'''

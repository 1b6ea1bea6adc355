//! restfile CLI

use anyhow::Result;
use clap::{Parser, Subcommand};
use std::path::PathBuf;
use tracing_subscriber::{layer::SubscriberExt, util::SubscriberInitExt};

mod runner;

#[derive(Parser)]
#[command(name = "restfile")]
#[command(about = "Declarative HTTP/WebSocket test client", long_about = None)]
#[command(version)]
struct Cli {
    /// Log level (trace, debug, info, warn, error)
    #[arg(short = 'L', long, default_value = "warn", global = true)]
    log_level: String,

    #[command(subcommand)]
    command: Commands,
}

#[derive(Subcommand)]
enum Commands {
    /// Run the requests in a restfile
    Run {
        /// Path to the restfile
        file: PathBuf,

        /// Run only the request with this label
        #[arg(short, long, conflicts_with = "index")]
        label: Option<String>,

        /// Run only the request at this declaration index
        #[arg(short, long)]
        index: Option<usize>,

        /// Log per-request failures and keep going
        #[arg(long)]
        ignore_failures: bool,

        /// Resolve request blocks in parallel tasks (rejects forward
        /// references to exports)
        #[arg(long)]
        concurrent_resolve: bool,
    },

    /// Open the file's WebSocket session
    Socket {
        /// Path to the restfile
        file: PathBuf,

        /// Nothing for the REPL, "run" for the playbook, or one entry name
        entry: Option<String>,
    },

    /// Decode and validate a restfile without touching the network
    Validate {
        /// Path to the restfile
        file: PathBuf,
    },

    /// List request labels in declaration order
    List {
        /// Path to the restfile
        file: PathBuf,
    },
}

#[tokio::main]
async fn main() -> Result<()> {
    let cli = Cli::parse();
    init_tracing(&cli.log_level)?;

    match cli.command {
        Commands::Run {
            file,
            label,
            index,
            ignore_failures,
            concurrent_resolve,
        } => {
            if let Some(label) = label {
                runner::run_label(&file, &label).await?;
            } else if let Some(index) = index {
                runner::run_index(&file, index).await?;
            } else {
                runner::run_file(&file, ignore_failures, concurrent_resolve).await?;
            }
            Ok(())
        }

        Commands::Socket { file, entry } => {
            runner::run_socket(&file, entry.as_deref()).await?;
            Ok(())
        }

        Commands::Validate { file } => {
            let restfile = restfile_config::load_from_file(&file)?;
            println!("{} is valid", file.display());
            println!("  requests: {}", restfile.requests.len());
            println!("  socket: {}", restfile.socket.is_some());
            Ok(())
        }

        Commands::List { file } => {
            let restfile = restfile_config::load_from_file(&file)?;
            for request in &restfile.requests {
                println!("{}", request.label);
            }
            Ok(())
        }
    }
}

fn init_tracing(level: &str) -> Result<()> {
    let filter = match level.to_lowercase().as_str() {
        "trace" => tracing::Level::TRACE,
        "debug" => tracing::Level::DEBUG,
        "info" => tracing::Level::INFO,
        "warn" => tracing::Level::WARN,
        "error" => tracing::Level::ERROR,
        _ => tracing::Level::WARN,
    };

    tracing_subscriber::registry()
        .with(
            tracing_subscriber::fmt::layer()
                .with_target(false)
                .with_level(true),
        )
        .with(
            tracing_subscriber::EnvFilter::from_default_env().add_directive(filter.into()),
        )
        .init();

    Ok(())
}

'''

● PROBLEM DETAILS
Count, in the listing, each line that holds the string "true", then give the count and nothing else.

● SOLUTION TO THIS TASK
2